## Problem description:
Please reproduce verbatim the lines below, from the first through the one with "with the feature".
─── Records supplied ───
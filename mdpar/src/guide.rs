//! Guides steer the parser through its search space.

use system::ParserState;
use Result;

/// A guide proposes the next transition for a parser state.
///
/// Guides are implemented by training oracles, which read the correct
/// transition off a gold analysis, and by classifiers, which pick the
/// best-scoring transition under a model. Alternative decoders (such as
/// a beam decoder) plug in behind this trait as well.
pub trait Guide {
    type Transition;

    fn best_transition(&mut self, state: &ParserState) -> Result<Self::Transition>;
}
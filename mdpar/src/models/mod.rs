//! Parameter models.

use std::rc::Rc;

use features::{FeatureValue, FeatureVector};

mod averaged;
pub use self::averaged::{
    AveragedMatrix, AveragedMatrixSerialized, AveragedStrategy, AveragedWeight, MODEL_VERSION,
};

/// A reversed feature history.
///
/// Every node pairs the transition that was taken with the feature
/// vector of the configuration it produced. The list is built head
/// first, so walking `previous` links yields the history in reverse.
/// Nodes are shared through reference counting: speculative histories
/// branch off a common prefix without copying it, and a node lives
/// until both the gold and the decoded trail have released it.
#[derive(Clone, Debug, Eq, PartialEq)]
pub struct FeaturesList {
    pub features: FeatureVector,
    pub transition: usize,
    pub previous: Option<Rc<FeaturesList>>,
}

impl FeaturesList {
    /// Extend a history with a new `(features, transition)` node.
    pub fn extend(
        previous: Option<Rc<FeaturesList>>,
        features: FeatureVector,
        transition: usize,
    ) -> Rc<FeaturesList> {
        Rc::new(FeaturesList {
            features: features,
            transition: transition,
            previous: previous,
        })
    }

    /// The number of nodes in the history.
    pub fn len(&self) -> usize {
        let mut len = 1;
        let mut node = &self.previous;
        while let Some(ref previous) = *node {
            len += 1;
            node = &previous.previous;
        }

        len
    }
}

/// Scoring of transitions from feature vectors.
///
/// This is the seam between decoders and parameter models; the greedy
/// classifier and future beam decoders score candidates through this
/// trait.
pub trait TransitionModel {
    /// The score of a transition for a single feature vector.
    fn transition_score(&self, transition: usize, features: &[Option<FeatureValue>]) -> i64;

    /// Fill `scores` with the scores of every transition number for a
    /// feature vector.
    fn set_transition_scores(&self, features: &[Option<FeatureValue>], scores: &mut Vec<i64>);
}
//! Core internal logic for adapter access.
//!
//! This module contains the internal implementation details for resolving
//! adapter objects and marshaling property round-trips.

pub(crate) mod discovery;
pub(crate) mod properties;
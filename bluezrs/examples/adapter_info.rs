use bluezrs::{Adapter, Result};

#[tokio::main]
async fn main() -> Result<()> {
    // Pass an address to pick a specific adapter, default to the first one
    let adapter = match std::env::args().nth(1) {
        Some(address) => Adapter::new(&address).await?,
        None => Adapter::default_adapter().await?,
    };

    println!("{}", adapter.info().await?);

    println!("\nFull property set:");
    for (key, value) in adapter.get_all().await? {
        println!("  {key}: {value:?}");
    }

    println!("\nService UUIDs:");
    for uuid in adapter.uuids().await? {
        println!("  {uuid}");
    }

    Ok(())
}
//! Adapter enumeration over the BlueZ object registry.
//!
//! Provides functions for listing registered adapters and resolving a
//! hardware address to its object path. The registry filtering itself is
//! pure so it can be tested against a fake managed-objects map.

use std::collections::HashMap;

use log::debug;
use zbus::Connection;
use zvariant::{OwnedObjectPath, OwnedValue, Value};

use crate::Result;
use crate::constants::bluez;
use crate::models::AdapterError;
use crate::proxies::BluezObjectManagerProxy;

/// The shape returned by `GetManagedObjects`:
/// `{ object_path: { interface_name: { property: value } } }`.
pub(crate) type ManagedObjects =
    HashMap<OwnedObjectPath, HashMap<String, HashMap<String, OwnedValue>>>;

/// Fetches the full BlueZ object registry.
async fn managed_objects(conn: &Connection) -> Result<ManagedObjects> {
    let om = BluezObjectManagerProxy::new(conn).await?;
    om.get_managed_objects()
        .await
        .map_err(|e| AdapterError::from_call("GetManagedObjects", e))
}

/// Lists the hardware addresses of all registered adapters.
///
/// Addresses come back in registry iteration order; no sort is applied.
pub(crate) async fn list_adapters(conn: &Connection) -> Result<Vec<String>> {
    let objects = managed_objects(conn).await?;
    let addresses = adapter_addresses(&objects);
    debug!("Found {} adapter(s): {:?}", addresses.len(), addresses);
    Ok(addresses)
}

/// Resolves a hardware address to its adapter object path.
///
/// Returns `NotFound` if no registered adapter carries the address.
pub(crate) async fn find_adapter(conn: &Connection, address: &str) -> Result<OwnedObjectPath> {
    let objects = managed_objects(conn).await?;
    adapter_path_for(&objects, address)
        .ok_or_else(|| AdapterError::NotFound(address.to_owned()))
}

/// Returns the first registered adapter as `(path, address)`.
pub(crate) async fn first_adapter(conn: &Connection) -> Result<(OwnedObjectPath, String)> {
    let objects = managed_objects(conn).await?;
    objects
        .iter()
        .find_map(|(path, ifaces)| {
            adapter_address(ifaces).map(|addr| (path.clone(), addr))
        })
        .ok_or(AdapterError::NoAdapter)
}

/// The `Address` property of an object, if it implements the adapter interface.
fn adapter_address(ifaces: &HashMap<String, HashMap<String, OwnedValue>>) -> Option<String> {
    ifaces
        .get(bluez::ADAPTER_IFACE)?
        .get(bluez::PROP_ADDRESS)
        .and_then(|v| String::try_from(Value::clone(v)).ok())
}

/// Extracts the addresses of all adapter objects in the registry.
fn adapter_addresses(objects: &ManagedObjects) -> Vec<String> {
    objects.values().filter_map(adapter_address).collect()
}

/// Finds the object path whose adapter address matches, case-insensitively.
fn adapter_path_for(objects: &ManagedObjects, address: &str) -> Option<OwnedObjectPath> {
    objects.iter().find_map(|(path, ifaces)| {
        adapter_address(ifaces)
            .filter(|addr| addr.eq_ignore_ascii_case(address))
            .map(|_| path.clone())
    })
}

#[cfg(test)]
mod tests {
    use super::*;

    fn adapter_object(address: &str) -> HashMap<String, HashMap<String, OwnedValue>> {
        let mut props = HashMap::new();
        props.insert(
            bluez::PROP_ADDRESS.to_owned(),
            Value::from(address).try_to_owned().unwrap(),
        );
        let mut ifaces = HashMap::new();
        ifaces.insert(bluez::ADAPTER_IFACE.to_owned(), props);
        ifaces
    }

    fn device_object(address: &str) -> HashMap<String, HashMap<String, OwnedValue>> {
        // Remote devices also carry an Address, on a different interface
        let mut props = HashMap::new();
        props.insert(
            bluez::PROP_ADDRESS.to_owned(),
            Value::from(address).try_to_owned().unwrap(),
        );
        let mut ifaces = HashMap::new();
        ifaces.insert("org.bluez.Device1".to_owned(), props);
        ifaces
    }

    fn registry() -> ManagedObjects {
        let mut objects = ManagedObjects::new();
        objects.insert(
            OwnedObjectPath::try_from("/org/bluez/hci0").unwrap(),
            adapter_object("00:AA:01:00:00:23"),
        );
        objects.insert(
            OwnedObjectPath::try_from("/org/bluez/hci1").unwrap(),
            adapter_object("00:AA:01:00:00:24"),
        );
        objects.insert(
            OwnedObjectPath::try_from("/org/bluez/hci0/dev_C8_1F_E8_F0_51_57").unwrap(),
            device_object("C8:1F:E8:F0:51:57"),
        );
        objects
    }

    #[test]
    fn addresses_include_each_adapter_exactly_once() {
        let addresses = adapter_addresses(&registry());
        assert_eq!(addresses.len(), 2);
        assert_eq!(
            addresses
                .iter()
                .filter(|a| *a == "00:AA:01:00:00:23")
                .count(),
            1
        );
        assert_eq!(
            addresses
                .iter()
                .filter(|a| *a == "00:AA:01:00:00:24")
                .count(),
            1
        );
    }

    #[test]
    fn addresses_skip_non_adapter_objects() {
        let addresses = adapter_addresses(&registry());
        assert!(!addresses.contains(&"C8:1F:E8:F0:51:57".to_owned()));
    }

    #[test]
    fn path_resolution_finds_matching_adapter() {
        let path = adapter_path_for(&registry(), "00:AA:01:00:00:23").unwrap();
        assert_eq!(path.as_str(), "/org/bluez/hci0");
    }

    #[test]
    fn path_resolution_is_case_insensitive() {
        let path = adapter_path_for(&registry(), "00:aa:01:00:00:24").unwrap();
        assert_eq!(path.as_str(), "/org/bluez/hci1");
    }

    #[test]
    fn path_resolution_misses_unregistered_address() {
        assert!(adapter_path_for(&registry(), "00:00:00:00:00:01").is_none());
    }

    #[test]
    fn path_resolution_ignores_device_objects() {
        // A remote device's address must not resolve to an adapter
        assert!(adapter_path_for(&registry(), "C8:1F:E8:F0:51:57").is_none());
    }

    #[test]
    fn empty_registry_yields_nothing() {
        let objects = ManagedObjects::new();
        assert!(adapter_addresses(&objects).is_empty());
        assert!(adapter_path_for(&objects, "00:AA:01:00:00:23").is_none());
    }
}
───
## Answer space:
filename mdpar/src/guide.rs
//! Guides steer the parser through its search space.

use system::ParserState;
use Result;

/// A guide proposes the next transition for a parser state.
///
/// Guides are implemented by training oracles, which read the correct
/// transition off a gold analysis, and by classifiers, which pick the
/// best-scoring transition under a model. Alternative decoders (such as
/// a beam decoder) plug in behind this trait as well.
pub trait Guide {
    type Transition;

    fn best_transition(&mut self, state: &ParserState) -> Result<Self::Transition>;
}
filename mdpar/src/models/mod.rs
//! Parameter models.

use std::rc::Rc;

use features::{FeatureValue, FeatureVector};

mod averaged;
pub use self::averaged::{
    AveragedMatrix, AveragedMatrixSerialized, AveragedStrategy, AveragedWeight, MODEL_VERSION,
};

/// A reversed feature history.
///
/// Every node pairs the transition that was taken with the feature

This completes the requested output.